2006-07-29 09:55:38 · 16 answers · asked by Anonymous in Family & Relationships Marriage & Divorce

16 answers

You need to cry. This is normal. Divorce is like a death and you have to grieve its end. It takes time and you really should talk to others about your feelings. Church groups and I know there are divorce support groups all over the place.

You are starting a new chapter in your life and years from now you will be so much happier than you could ever understand at this moment.

2006-07-29 10:03:40 · answer #1 · answered by Mit 4 · 0 1

It depends on how you know that this is the best. Is it that you've rejected counseling for your dilemma or that only one party has agreed to it. There are cases where divorce is the only option but more often than not, there is always hope.
Often times divorce comes about from a specific eggregious act of infidelity, longstanding bickering and abuse or a sense of despair where there is a lack of hope and no obvious answer in sight.
If both people really want the marriage to work, there is always hope. Even if one feels that way but the other is unsure, there is hope. Your kids are ultimately the victims and they are always worth another try.
Counseling isn't all that bad, find a Christian counselor, they have a greater hope and understanding of where you are and where you need to be than you might think.

2006-07-29 17:07:22 · answer #2 · answered by foxray43 4 · 0 0

You need to be strong to do it, and i mean very strong, but on the second hand instead of getting a divorce try sorting it out by talking to each other. If both of you are rude to each other it wont lead to any good, but if you agree to tolerate bearing in mind that it could be better, then dont get a divorce, counsel yourself and him, and the best counsellor would be YOU in precise, Other dont really know how you feel deep inside, They just bullshit and want to get paid at the end of the session..!!!!The best way to do is to start by asking do you remember times before marriage and at the time of marriage when you took the oath!!! In happiness and in sorrow, health and sickness, rich or poor!!

2006-07-29 17:01:51 · answer #3 · answered by too_unconditional 2 · 0 0

Give it time. I cried for about a year before I got divorced. When it came time and I finally went down and filed it came as a relief and I no longer felt the need to cry. It is hard but if you know that it is for the best get it done as soon as you can so that you can get on with your life. Good Luck!!

2006-07-29 17:01:24 · answer #4 · answered by unicornfarie1 6 · 0 0

If you know it's best, you really will make it through. It won't be easy, but being with your kids will help. Spend time away from them, too, though. With other adults. If you aren't already involved in church, find one you like that has a good children's program and ask if they have a divorce recovery class. Many do. Love your kids, take care of you, and trust God. Lastly, stay civil (maybe even friendly)with your husband, but don't let him talk his way back into your bed.

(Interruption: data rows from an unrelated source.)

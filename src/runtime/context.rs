//! Invocation context synthesis.
//!
//! Builds the `meta` object an endpoint receives on the platform: socket
//! identity, a simulated CGI-style request and the endpoint's manifest
//! definition. Caller overrides are deep-merged over the generated defaults.

use crate::config::Environment;
use crate::manifest::Manifest;
use crate::runtime::merge::deep_merge;
use crate::{HarnessError, Result};
use fake::faker::internet::en::{IPv4, UserAgent};
use fake::Fake;
use serde::{Deserialize, Serialize};
use serde_json::{Map, Value};
use std::sync::Arc;
use tracing::{debug, warn};

pub const EXECUTED_BY: &str = "socket_endpoint";

const UNNAMED_INSTANCE: &str = "local";
const ACCEPT: &str =
    "text/html,application/xhtml+xml,application/xml;q=0.9,image/webp,image/apng,*/*;q=0.8";
const ACCEPT_LANGUAGE: &str = "en,en-US;q=0.8,pl;q=0.6";
const ACCEPT_ENCODING: &str = "gzip, deflate, br";

/// Metadata handed to an endpoint as `meta`.
#[derive(Debug, Clone, PartialEq, Serialize, Deserialize)]
pub struct InvocationContext {
    pub socket: String,
    pub api_host: Option<String>,
    pub token: Option<String>,
    pub instance: Option<String>,
    pub debug: bool,
    /// Always `<socket>/<endpoint>` unless overridden.
    pub executor: String,
    pub executed_by: String,
    pub request: RequestSimulation,
    /// The endpoint definition from the manifest, `null` when not declared.
    pub metadata: Value,
    /// Keys introduced by overrides.
    #[serde(flatten)]
    pub extra: Map<String, Value>,
}

/// The HTTP request the platform would have received.
#[derive(Debug, Clone, PartialEq, Serialize, Deserialize)]
#[serde(rename_all = "SCREAMING_SNAKE_CASE")]
pub struct RequestSimulation {
    pub request_method: String,
    pub path_info: String,
    pub http_user_agent: String,
    pub http_connection: String,
    pub remote_addr: String,
    pub http_host: Option<String>,
    pub http_upgrade_insecure_requests: String,
    pub http_accept: String,
    pub http_accept_language: String,
    pub http_accept_encoding: String,
    #[serde(flatten)]
    pub extra: Map<String, Value>,
}

impl RequestSimulation {
    /// A POST to the endpoint's public URL from a random client.
    pub fn simulate(environment: &Environment, socket: &str, endpoint: &str) -> Self {
        let instance = environment.instance.as_deref().unwrap_or(UNNAMED_INSTANCE);

        Self {
            request_method: "POST".to_string(),
            path_info: format!("/v2/instances/{instance}/endpoints/sockets/{socket}/{endpoint}/"),
            http_user_agent: UserAgent().fake(),
            http_connection: "close".to_string(),
            remote_addr: IPv4().fake(),
            http_host: environment.api_host.clone(),
            http_upgrade_insecure_requests: "1".to_string(),
            http_accept: ACCEPT.to_string(),
            http_accept_language: ACCEPT_LANGUAGE.to_string(),
            http_accept_encoding: ACCEPT_ENCODING.to_string(),
            extra: Map::new(),
        }
    }
}

/// Builds invocation contexts for the endpoints of one socket.
#[derive(Debug, Clone)]
pub struct ContextBuilder {
    manifest: Arc<Manifest>,
    environment: Environment,
}

impl ContextBuilder {
    pub fn new(manifest: Arc<Manifest>, environment: Environment) -> Self {
        Self {
            manifest,
            environment,
        }
    }

    pub fn environment(&self) -> &Environment {
        &self.environment
    }

    /// Generate a fresh context for `endpoint` and deep-merge `overrides` into it.
    pub fn build(&self, endpoint: &str, overrides: Option<&Value>) -> Result<InvocationContext> {
        let defaults = self.defaults(endpoint);

        let Some(overrides) = overrides.filter(|o| !o.is_null() && !is_empty_object(o)) else {
            return Ok(defaults);
        };
        if !overrides.is_object() {
            return Err(HarnessError::InvalidOverride {
                path: ".".to_string(),
                message: format!("overrides must be a JSON object, got {}", json_kind(overrides)),
            });
        }

        let mut merged = serde_json::to_value(&defaults).map_err(|e| {
            HarnessError::InvalidOverride {
                path: String::new(),
                message: e.to_string(),
            }
        })?;
        deep_merge(&mut merged, overrides);
        debug!(endpoint, "Applied context overrides");

        serde_path_to_error::deserialize(merged).map_err(|e| HarnessError::InvalidOverride {
            path: e.path().to_string(),
            message: e.inner().to_string(),
        })
    }

    fn defaults(&self, endpoint: &str) -> InvocationContext {
        let socket = self.manifest.name.clone();
        let metadata = self.manifest.endpoint_metadata(endpoint);
        if metadata.is_null() {
            warn!(endpoint, socket = %socket, "Endpoint is not declared in the socket manifest");
        }

        InvocationContext {
            api_host: self.environment.api_host.clone(),
            token: self.environment.token.clone(),
            instance: self.environment.instance.clone(),
            debug: self.environment.debug_enabled(),
            executor: format!("{socket}/{endpoint}"),
            executed_by: EXECUTED_BY.to_string(),
            request: RequestSimulation::simulate(&self.environment, &socket, endpoint),
            metadata,
            extra: Map::new(),
            socket,
        }
    }
}

fn is_empty_object(value: &Value) -> bool {
    matches!(value, Value::Object(map) if map.is_empty())
}

fn json_kind(value: &Value) -> &'static str {
    match value {
        Value::Null => "null",
        Value::Bool(_) => "a boolean",
        Value::Number(_) => "a number",
        Value::String(_) => "a string",
        Value::Array(_) => "an array",
        Value::Object(_) => "an object",
    }
}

2006-07-29 17:03:53 · answer #5 · answered by water 1 · 0 0

Just time. I went through this in 2002 when I left my husband. I didn't cry because I loved him though, I knew I wanted to leave him, he wasn't a good husband. But, I was afraid of the future and what it held, so it was stressful and upsetting. Its a difficult situation, especially when you have kids. In time though, things will start to feel normal and good and better. Good luck:-)

2006-07-29 16:58:58 · answer #6 · answered by NONAME 1 · 0 0

Find lots and lots of other things to do. Also see your family physician for help with this. And what's wrong with counseling? It can be short-term and on an income-based pricing.

2006-07-29 16:59:43 · answer #7 · answered by axoconnor 1 · 0 0

Pray and let yourself FEEL whatEVER you feel, don't try to tell youself or let anyone tell you to do anything other than what is in your heart, if your heart is broken and sad feel it until YOU are ready to move on. No one can say it take "this" amount of time, just feel it!!! With time (no matter how much) you WILL feel better.

2006-07-29 17:50:32 · answer #8 · answered by Completly in love... 2 · 0 0

Find a friend, or two. Talk their ears off about it. Antidepressants help (I recommend 6 st. John's word pills for 6 weeks or longer).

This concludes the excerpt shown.